Personally if I had frail relatives round with an itinerant OW T on the loose then I'd just as soon have them sign everything to me in a will rather than bray the thing with an Evening Chronicle. I find blue spiders far easier on the eye than old biddies 

Off topic but needed to tell, just watched my A.versicolor sling shed its skin, interesting seeing it construct and attach itself upside down, these are the moments that really make it worthwhile


----------



## Lucybug (May 10, 2011)

First post, and new here, and completly new to tarantula's. My boyfriend on the other hand, is not.

When i saw this, i was kinda shocked in many ways, first being that escapes, yes although i can understand there is a chance of them happening, but some of the stuff on this thread is way extreem. 

If my OH Poecilotheria was to escape, or his H.maculata, he would NOT go to the extreem of killing it.

Reason is A, his mistake not the animals. B, he loves them beyond anything... And most important of all, his enclosures, his room, is so tight nicked, that the only thing that could escape, with a strugle out of that room, is a spiderling. 

His enclosures for starters are simply to tight nicked for anything to escape, and he double checks everything before leaving the room. Losing a spider is a no no, but working with the spider is a yes yes. If a spider takes a run for it, he sits there completly still, and simply says "ok knock your self out", 2 seconds later, the spider is under a tub. As he sais and i agree,

"If you cant handle it, dont have it"


----------



## GRB (Jan 24, 2008)

I've had OW in the past and I can't stress enough how much you don't mess them. They are faster than you! Much faster than you can ever be! :lol:

In general however:

I feel that if you are truly capable of keeping them then escape is so unlikely that such discussion of killing or not is largely redundant. 

If you buy an OW and the thought is that escape is lilely, then you shouldn't be buying it in the first place. 

There's nothing wrong with saying "I'm not ready for an OW". There seems to be a bit of a macho progression thing at times where people seem to think that owning an OW is like a badge, that it means you know what you are doing. What species you keep is largely irrelevant to how much you know (I keep mostly Brachypelmas, am I a noob because I don't have 50 Selenocosmia?)

There's too many people _in general_ buying animals they are not experienced enough to own - and it's annoying to see people here egg others on to buy old worlds, trapdoor spiders, Sicarius sp., etc when they have been in the hobby in some cases for only a matter of months.

The blame is not solely on them for egging them on, but also partly at the feet of the people who buy them without due attention to how insane a lot of these species actually are. 
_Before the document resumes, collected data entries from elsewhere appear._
//! FleetRun CLI - Command line interface for the FleetRun control plane.

use std::time::Duration;

use chrono::{DateTime, Utc};
use clap::{Args, Parser, Subcommand};
use serde::Serialize;

use fleetrun_client::http::HttpClient;
use fleetrun_core::{JobId, JobSpec, TaskTemplate};
use fleetrun_proto::{JobStatusResponse, WorkerSummary};

/// FleetRun CLI - Control plane management tool
#[derive(Parser)]
#[command(name = "fleetrun")]
#[command(about = "CLI for the FleetRun control plane", long_about = None)]
struct Cli {
    /// Control plane base URL
    #[arg(short, long, env = "FLEETRUN_CONTROL_PLANE", default_value = "http://127.0.0.1:8080")]
    addr: String,

    /// Print raw JSON responses
    #[arg(long, global = true)]
    json: bool,

    #[command(subcommand)]
    command: Commands,
}

#[derive(Subcommand)]
enum Commands {
    /// Submit a new job
    #[command(name = "submit-job")]
    SubmitJob(SubmitArgs),

    /// Get job status
    #[command(name = "get-job")]
    GetJob {
        /// Job ID
        id: String,
    },

    /// Poll a job until it finishes
    #[command(name = "watch-job")]
    WatchJob {
        /// Job ID
        id: String,

        /// Poll interval in milliseconds
        #[arg(long, default_value_t = 1000)]
        interval_ms: u64,
    },

    /// List all jobs
    #[command(name = "list-jobs")]
    ListJobs,

    /// Cancel a job
    #[command(name = "cancel-job")]
    CancelJob {
        /// Job ID to cancel
        id: String,
    },

    /// List registered workers
    #[command(name = "list-workers")]
    ListWorkers,

    /// Check control plane health
    Health,
}

#[derive(Args)]
struct SubmitArgs {
    /// Job name
    #[arg(short, long)]
    name: String,

    /// Executor kind each task runs (e.g. train, echo)
    #[arg(short, long, default_value = "train")]
    kind: String,

    /// Total number of work units
    #[arg(short, long)]
    units: u64,

    /// Units grouped into one task
    #[arg(long, default_value_t = 1)]
    units_per_task: u64,

    /// Dataset reference
    #[arg(short, long)]
    data_ref: String,

    /// Job parameter, repeatable (key=value)
    #[arg(short, long = "param", value_parser = parse_key_value)]
    params: Vec<(String, String)>,

    /// Executor parameters as a JSON object
    #[arg(long, value_parser = parse_json)]
    template_params: Option<serde_json::Value>,

    /// Capability tag a worker must have, repeatable
    #[arg(long = "require")]
    required: Vec<String>,

    /// Higher runs first
    #[arg(long, default_value_t = 0)]
    priority: i32,

    /// Attempts per task before it is failed
    #[arg(long)]
    max_retries: Option<u32>,

    /// Submitting identity
    #[arg(long, env = "USER", default_value = "anonymous")]
    user: String,
}

impl SubmitArgs {
    fn to_spec(&self) -> JobSpec {
        let mut template = TaskTemplate::new(self.kind.clone());
        if let Some(params) = &self.template_params {
            template.parameters = params.clone();
        }

        let mut spec = JobSpec::new(self.name.clone(), template, self.units, self.data_ref.clone())
            .with_units_per_task(self.units_per_task)
            .with_priority(self.priority);
        for (key, value) in &self.params {
            spec = spec.with_parameter(key.clone(), value.clone());
        }
        for tag in &self.required {
            spec = spec.with_capability(tag.clone());
        }
        if let Some(retries) = self.max_retries {
            spec = spec.with_max_retries(retries);
        }
        spec
    }
}

fn parse_key_value(s: &str) -> Result<(String, String), String> {
    let (key, value) = s
        .split_once('=')
        .ok_or_else(|| format!("expected key=value, got '{s}'"))?;
    if key.is_empty() {
        return Err(format!("empty key in '{s}'"));
    }
    Ok((key.to_string(), value.to_string()))
}

fn parse_json(s: &str) -> Result<serde_json::Value, String> {
    serde_json::from_str(s).map_err(|e| format!("invalid JSON: {e}"))
}

#[tokio::main]
async fn main() -> Result<(), Box<dyn std::error::Error>> {
    let cli = Cli::parse();
    let client = HttpClient::new(&cli.addr);

    match cli.command {
        Commands::SubmitJob(args) => {
            let response = client.submit_job(args.to_spec(), &args.user).await?;
            if cli.json {
                print_json(&response)?;
            } else {
                println!("Job submitted:");
                println!("  ID:         {}", response.job_id);
                println!("  Status:     {}", response.status);
                println!("  Tasks:      {}", response.total_tasks);
            }
        }
        Commands::GetJob { id } => {
            let job = client.get_job(&JobId::new(id)).await?;
            if cli.json {
                print_json(&job)?;
            } else {
                print_job(&job);
            }
        }
        Commands::WatchJob { id, interval_ms } => {
            watch_job(&client, JobId::new(id), Duration::from_millis(interval_ms)).await?;
        }
        Commands::ListJobs => {
            let response = client.list_jobs().await?;
            if cli.json {
                print_json(&response)?;
            } else {
                list_jobs(&response.jobs);
            }
        }
        Commands::CancelJob { id } => {
            let response = client.cancel_job(&JobId::new(id)).await?;
            if cli.json {
                print_json(&response)?;
            } else if response.accepted {
                println!("Cancellation accepted, job is {}", response.status);
            } else {
                println!("Job already finished as {}", response.status);
            }
        }
        Commands::ListWorkers => {
            let response = client.list_workers().await?;
            if cli.json {
                print_json(&response)?;
            } else {
                list_workers(&response.workers);
            }
        }
        Commands::Health => {
            let healthy = client.health().await?;
            println!("{}", if healthy { "healthy" } else { "unhealthy" });
            if !healthy {
                std::process::exit(1);
            }
        }
    }

    Ok(())
}

async fn watch_job(
    client: &HttpClient,
    id: JobId,
    interval: Duration,
) -> Result<(), Box<dyn std::error::Error>> {
    let mut last_progress = -1.0;
    loop {
        let job = client.get_job(&id).await?;
        if job.progress != last_progress {
            println!(
                "{}  {:<14}  {:>6.1}%  ({}/{} done, {} failed)",
                format_timestamp(&job.last_updated_at),
                job.status.to_string(),
                job.progress * 100.0,
                job.completed_tasks + job.failed_tasks + job.cancelled_tasks,
                job.total_tasks,
                job.failed_tasks
            );
            last_progress = job.progress;
        }
        if job.status.is_terminal() {
            print_job(&job);
            return Ok(());
        }
        tokio::time::sleep(interval).await;
    }
}

fn list_jobs(jobs: &[JobStatusResponse]) {
    println!("Jobs ({}):", jobs.len());
    println!(
        "{:<36}  {:<14}  {:>8}  {:<16}  {}",
        "ID", "STATUS", "PROGRESS", "NAME", "CREATED"
    );
    println!("{}", "-".repeat(96));

    for job in jobs {
        println!(
            "{:<36}  {:<14}  {:>7.1}%  {:<16}  {}",
            job.job_id,
            job.status.to_string(),
            job.progress * 100.0,
            job.name,
            format_timestamp(&job.created_at)
        );
    }
}

fn list_workers(workers: &[WorkerSummary]) {
    println!("Workers ({}):", workers.len());
    println!(
        "{:<36}  {:<12}  {:<6}  {:<9}  {:<20}  {}",
        "ID", "STATUS", "TASKS", "DONE/FAIL", "HOSTNAME", "TAGS"
    );
    println!("{}", "-".repeat(100));

    for worker in workers {
        let tasks = format!("{}/{}", worker.current_tasks.len(), worker.max_concurrent_tasks);
        let counts = format!("{}/{}", worker.completed_count, worker.failed_count);
        let tags: Vec<&str> = worker.tags.iter().map(String::as_str).collect();
        println!(
            "{:<36}  {:<12}  {:<6}  {:<9}  {:<20}  {}",
            worker.worker_id,
            worker.status.to_string(),
            tasks,
            counts,
            worker.hostname,
            tags.join(", ")
        );
    }
}

fn print_job(job: &JobStatusResponse) {
    println!("  ID:         {}", job.job_id);
    println!("  Name:       {}", job.name);
    println!("  Status:     {}", job.status);
    println!("  Progress:   {:.1}%", job.progress * 100.0);
    println!(
        "  Tasks:      {} completed, {} failed, {} cancelled, {} total",
        job.completed_tasks, job.failed_tasks, job.cancelled_tasks, job.total_tasks
    );
    println!("  Submitter:  {}", job.submitted_by);
    println!("  Created:    {}", format_timestamp(&job.created_at));
    if let Some(finished) = &job.finished_at {
        println!("  Finished:   {}", format_timestamp(finished));
    }

    if !job.aggregate_metrics.mean.is_empty() {
        println!("  Metrics ({} samples):", job.aggregate_metrics.samples);
        for (name, mean) in &job.aggregate_metrics.mean {
            let latest = job.aggregate_metrics.latest.get(name).copied().unwrap_or(*mean);
            println!("    - {name}: mean {mean:.4}, latest {latest:.4}");
        }
    }
}

fn print_json<T: Serialize>(value: &T) -> Result<(), serde_json::Error> {
    println!("{}", serde_json::to_string_pretty(value)?);
    Ok(())
}

fn format_timestamp(at: &DateTime<Utc>) -> String {
    at.format("%Y-%m-%d %H:%M:%S").to_string()
}

#[cfg(test)]
mod tests {
    use super::*;

    #[test]
    fn test_parse_key_value() {
        assert_eq!(
            parse_key_value("lr=0.01").unwrap(),
            ("lr".to_string(), "0.01".to_string())
        );
        assert_eq!(
            parse_key_value("query=a=b").unwrap(),
            ("query".to_string(), "a=b".to_string())
        );
        assert!(parse_key_value("lr").is_err());
        assert!(parse_key_value("=1").is_err());
    }

    #[test]
    fn test_submit_args_build_spec() {
        let cli = Cli::try_parse_from([
            "fleetrun",
            "submit-job",
            "--name",
            "iris",
            "--units",
            "10",
            "--units-per-task",
            "3",
            "--data-ref",
            "datasets/iris.csv",
            "--param",
            "lr=0.01",
            "--require",
            "gpu",
            "--max-retries",
            "5",
            "--template-params",
            r#"{"fail": true}"#,
            "--user",
            "alice",
        ])
        .unwrap();

        let Commands::SubmitJob(args) = cli.command else {
            panic!("expected submit-job");
        };
        let spec = args.to_spec();
        assert_eq!(spec.task_template.kind, "train");
        assert_eq!(spec.task_template.parameters["fail"], serde_json::json!(true));
        assert_eq!(spec.unit_count, 10);
        assert_eq!(spec.task_count(), 4);
        assert_eq!(spec.parameters.get("lr").map(String::as_str), Some("0.01"));
        assert!(spec.required_capabilities.contains("gpu"));
        assert_eq!(spec.max_retries, Some(5));
        assert!(spec.validate().is_ok());
        assert_eq!(args.user, "alice");
    }

    #[test]
    fn test_rejects_bad_template_params() {
        let result = Cli::try_parse_from([
            "fleetrun",
            "submit-job",
            "--name",
            "iris",
            "--units",
            "1",
            "--data-ref",
            "iris",
            "--template-params",
            "{not json",
        ]);
        assert!(result.is_err());
    }
}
Whether or not people agree with DWAL or not, I think more of these species should be on something similar for the sole reason that applying for a license tends to force people to read up on the species more than just a casual glance at a caresheet and consider not just housing, but interaction with the animal in a safer manner.


----------



## Stelios (Aug 28, 2009)

GRB said:


> I've had OW in the past and I can't stress enough how much you don't mess them. They are faster than you! Much faster than you can ever be! :lol:
> 
> In general however:
> 
> ...


:no1:


----------



## TEENY (Jan 4, 2008)

What i don't get is, surely if you can see it to kill it, then you can see it well enough to trap it and put it back in tub ????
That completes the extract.